Wednesday 27 April 2011

Champalou Vouvray Brut NV


Les Caves de Pyrene, £11

There was ample reason to party, hats to analyse, dizzy BBC reporters to tolerate and patriotism to be restored. And I apparently, in the grand British tradition, was to make Pimms and cook a barbecue. In April.

Mixing HP Sauce and honey, stirring lemonade and chopped fruit. Cruel.

Luckily I had a companion for the journey in the form of some fizzy Vouvray, so whilst the rest of the party enjoyed (Hmm?) ready-made Buck's Fizz fresh from Sainsbury's I lost myself in the Loire.

A lush, rich Chenin-y nose; good apple fruit. It's properly zingy on the palate, and has a tang like citric acid. Sherbert lemons. I'd drink this over NV champagne any (or at this price every) day of the week.

It's wellmade, modern and uncomplicated, and as such entirely appropriate to toast the happy couple and the palace PR team. Alongside my well-honed ability in stealing commerotive flags it made a lovely Friday.

Saturday 23 April 2011

Denbies Flint Valley


House of Commons gift shop, £9.50

I've got mixed up in a lot of weird stuff over the past couple of years, and much of it will doubtless do lasting damage to my physical and mental wellbeing.

I have recently however managed to kick a nasty little politics habit, and to mark this triumph I had a bottle Denbies Flint Valley onto which someone had stuck a Portcullis logo and a £2.50 markup.

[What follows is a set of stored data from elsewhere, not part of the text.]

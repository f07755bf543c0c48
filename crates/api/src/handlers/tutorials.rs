//! Handlers for the `/tutorials` resource.
//!
//! Public reads use the projection without the unlock code; whether a
//! premium tutorial's steps are rendered is decided client-side from
//! the unlock endpoints in [`super::unlock`].

use axum::extract::{Path, Query, State};
use axum::http::StatusCode;
use axum::response::IntoResponse;
use axum::Json;

use devdocs_core::error::CoreError;
use devdocs_core::slug::slugify;
use devdocs_core::types::DbId;
use devdocs_db::models::tutorial::{CreateTutorial, UpdateTutorial};
use devdocs_db::repositories::TutorialRepo;

use crate::error::{AppError, AppResult};
use crate::middleware::auth::AuthUser;
use crate::response::DataResponse;
use crate::state::AppState;

/// Query parameters for the public tutorial list.
#[derive(Debug, serde::Deserialize)]
pub struct TutorialListParams {
    pub category: Option<String>,
}

fn slug_from_title(title: &str) -> Result<String, AppError> {
    let slug = slugify(title);
    if slug.is_empty() {
        return Err(AppError::BadRequest(
            "Title must contain at least one alphanumeric character".to_string(),
        ));
    }
    Ok(slug)
}

/// GET /tutorials?category=
///
/// List published tutorials with their steps, newest first.
pub async fn list_published(
    State(state): State<AppState>,
    Query(params): Query<TutorialListParams>,
) -> AppResult<impl IntoResponse> {
    let tutorials =
        TutorialRepo::list_published(&state.pool, params.category.as_deref()).await?;
    Ok(Json(DataResponse { data: tutorials }))
}

/// GET /tutorials/all
///
/// List every tutorial including drafts (dashboard view).
pub async fn list_all(
    _auth: AuthUser,
    State(state): State<AppState>,
) -> AppResult<impl IntoResponse> {
    let tutorials = TutorialRepo::list_all(&state.pool).await?;
    Ok(Json(DataResponse { data: tutorials }))
}

/// GET /tutorials/categories
///
/// Distinct categories for filter menus.
pub async fn categories(State(state): State<AppState>) -> AppResult<impl IntoResponse> {
    let categories = TutorialRepo::categories(&state.pool).await?;
    Ok(Json(DataResponse { data: categories }))
}

/// GET /tutorials/slug/{slug}
///
/// Get a published tutorial by slug (public detail page).
pub async fn get_by_slug(
    State(state): State<AppState>,
    Path(slug): Path<String>,
) -> AppResult<impl IntoResponse> {
    let tutorial = TutorialRepo::find_published_by_slug(&state.pool, &slug)
        .await?
        .ok_or_else(|| {
            AppError::Core(CoreError::NotFoundByKey {
                entity: "Tutorial",
                key: slug.clone(),
            })
        })?;

    Ok(Json(DataResponse { data: tutorial }))
}

/// GET /tutorials/{id}
///
/// Get any tutorial with steps by id (dashboard edit screen).
pub async fn get_by_id(
    _auth: AuthUser,
    State(state): State<AppState>,
    Path(id): Path<DbId>,
) -> AppResult<impl IntoResponse> {
    let tutorial = TutorialRepo::find_with_steps(&state.pool, id)
        .await?
        .ok_or_else(|| AppError::Core(CoreError::NotFound { entity: "Tutorial", id }))?;

    Ok(Json(DataResponse { data: tutorial }))
}

/// POST /tutorials
///
/// Create a tutorial with its steps. The slug is generated from the
/// title; steps get dense 1-based order from their list position.
pub async fn create(
    auth: AuthUser,
    State(state): State<AppState>,
    Json(input): Json<CreateTutorial>,
) -> AppResult<impl IntoResponse> {
    if input.title.trim().is_empty() {
        return Err(AppError::BadRequest("Title is required".to_string()));
    }

    let slug = slug_from_title(&input.title)?;
    let tutorial = TutorialRepo::create(&state.pool, &slug, &input).await?;

    tracing::info!(
        user = %auth.username,
        tutorial_id = tutorial.tutorial.id,
        slug = %tutorial.tutorial.slug,
        steps = tutorial.steps.len(),
        "Tutorial created"
    );

    Ok((StatusCode::CREATED, Json(DataResponse { data: tutorial })))
}

/// PUT /tutorials/{id}
///
/// Update a tutorial. When `steps` is present the step list is replaced
/// wholesale; an empty-string `unlock_code` clears the stored code.
pub async fn update(
    auth: AuthUser,
    State(state): State<AppState>,
    Path(id): Path<DbId>,
    Json(input): Json<UpdateTutorial>,
) -> AppResult<impl IntoResponse> {
    let slug = match &input.title {
        Some(title) => Some(slug_from_title(title)?),
        None => None,
    };

    let tutorial = TutorialRepo::update(&state.pool, id, slug.as_deref(), &input)
        .await?
        .ok_or_else(|| AppError::Core(CoreError::NotFound { entity: "Tutorial", id }))?;

    tracing::info!(
        user = %auth.username,
        tutorial_id = id,
        steps_replaced = input.steps.is_some(),
        "Tutorial updated"
    );

    Ok(Json(DataResponse { data: tutorial }))
}

/// DELETE /tutorials/{id}
///
/// Delete a tutorial (steps and unlock records cascade).
pub async fn delete(
    auth: AuthUser,
    State(state): State<AppState>,
    Path(id): Path<DbId>,
) -> AppResult<impl IntoResponse> {
    let deleted = TutorialRepo::delete(&state.pool, id).await?;

    if !deleted {
        return Err(AppError::Core(CoreError::NotFound { entity: "Tutorial", id }));
    }

    tracing::info!(user = %auth.username, tutorial_id = id, "Tutorial deleted");

    Ok(StatusCode::NO_CONTENT)
}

The bottle's label strikes a rare blow against the staid conformity of including information regarding the grapes or vintage of its contents.

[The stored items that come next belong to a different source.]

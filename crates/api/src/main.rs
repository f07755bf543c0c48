use std::net::SocketAddr;
use std::sync::Arc;
use std::time::Duration;

use tracing_subscriber::{layer::SubscriberExt, util::SubscriberInitExt};

use devdocs_ai::{AiClient, AiError};
use devdocs_api::config::ServerConfig;
use devdocs_api::router::build_app_router;
use devdocs_api::settings_cache::SettingsCache;
use devdocs_api::state::AppState;

#[tokio::main]
async fn main() {
    dotenvy::dotenv().ok();

    // --- Tracing ---
    tracing_subscriber::registry()
        .with(
            tracing_subscriber::EnvFilter::try_from_default_env()
                .unwrap_or_else(|_| "devdocs_api=debug,tower_http=debug".into()),
        )
        .with(tracing_subscriber::fmt::layer())
        .init();

    // --- Configuration ---
    let config = ServerConfig::from_env();
    tracing::info!(host = %config.host, port = %config.port, "Loaded server configuration");

    // --- Database ---
    let database_url = std::env::var("DATABASE_URL").expect("DATABASE_URL must be set");

    let pool = devdocs_db::create_pool(&database_url)
        .await
        .expect("Failed to connect to database");
    tracing::info!("Database connection pool created");

    devdocs_db::health_check(&pool)
        .await
        .expect("Database health check failed");
    tracing::info!("Database health check passed");

    devdocs_db::run_migrations(&pool)
        .await
        .expect("Failed to run database migrations");
    tracing::info!("Database migrations applied");

    // --- AI provider client ---
    // A missing key degrades the AI endpoints to 503 instead of
    // refusing to boot; any other construction error is fatal.
    let ai = match AiClient::from_env() {
        Ok(client) => Some(Arc::new(client)),
        Err(AiError::MissingApiKey) => {
            tracing::warn!("AI_API_KEY not set, AI endpoints will answer 503");
            None
        }
        Err(e) => panic!("Failed to build AI client: {e}"),
    };

    // --- Settings cache ---
    let settings_cache = Arc::new(SettingsCache::new(Duration::from_secs(
        config.settings_cache_ttl_secs,
    )));

    // --- App state ---
    let state = AppState {
        pool,
        config: Arc::new(config.clone()),
        ai,
        settings_cache,
    };

    // --- Router ---
    let app = build_app_router(state, &config);

    // --- Start server ---
    let addr = SocketAddr::new(
        config.host.parse().expect("Invalid HOST address"),
        config.port,
    );
    tracing::info!(%addr, "Starting server");

    let listener = tokio::net::TcpListener::bind(addr)
        .await
        .expect("Failed to bind to address");

    axum::serve(listener, app)
        .with_graceful_shutdown(shutdown_signal())
        .await
        .expect("Server error");

    tracing::info!("Graceful shutdown complete");
}

/// Wait for a termination signal to initiate graceful shutdown.
///
/// Handles both SIGINT (Ctrl-C) and SIGTERM (on Unix) so the server
/// shuts down cleanly whether stopped interactively or by a process
/// manager (e.g. systemd, Docker, Kubernetes).
async fn shutdown_signal() {
    let ctrl_c = async {
        tokio::signal::ctrl_c()
            .await
            .expect("Failed to install Ctrl-C handler");
    };

    #[cfg(unix)]
    let terminate = async {
        tokio::signal::unix::signal(tokio::signal::unix::SignalKind::terminate())
            .expect("Failed to install SIGTERM handler")
            .recv()
            .await;
    };

    #[cfg(not(unix))]
    let terminate = std::future::pending::<()>();

    tokio::select! {
        () = ctrl_c => {
            tracing::info!("Received SIGINT (Ctrl-C), starting graceful shutdown");
        }
        () = terminate => {
            tracing::info!("Received SIGTERM, starting graceful shutdown");
        }
    }
}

"A blend of the premium grape varieties grown on the estate" it boasts. A lesser mind than mine might take this at face value, but I had my suspicions it might be a clever code for "A mixture of early-ripening and frost hardy German grapes that you probably couldn't pronounce, even if you had heard of them."

A quick consultation on the website reveals it to be a NV blend of Seyval Blanc and Reichensteiner, the two most widely planted grapes in the country no less. The former is a crossing of the fearsome sounding pair Seibal 5656 and Seibal 4986, whilst the latter is a weird 1939 crossing of Muller-Thurgau, Madeleine Angevine and Calabrese Froehlich, themselves each crossings of crossings of crossings in a horrifically complicated and near limitless regression*.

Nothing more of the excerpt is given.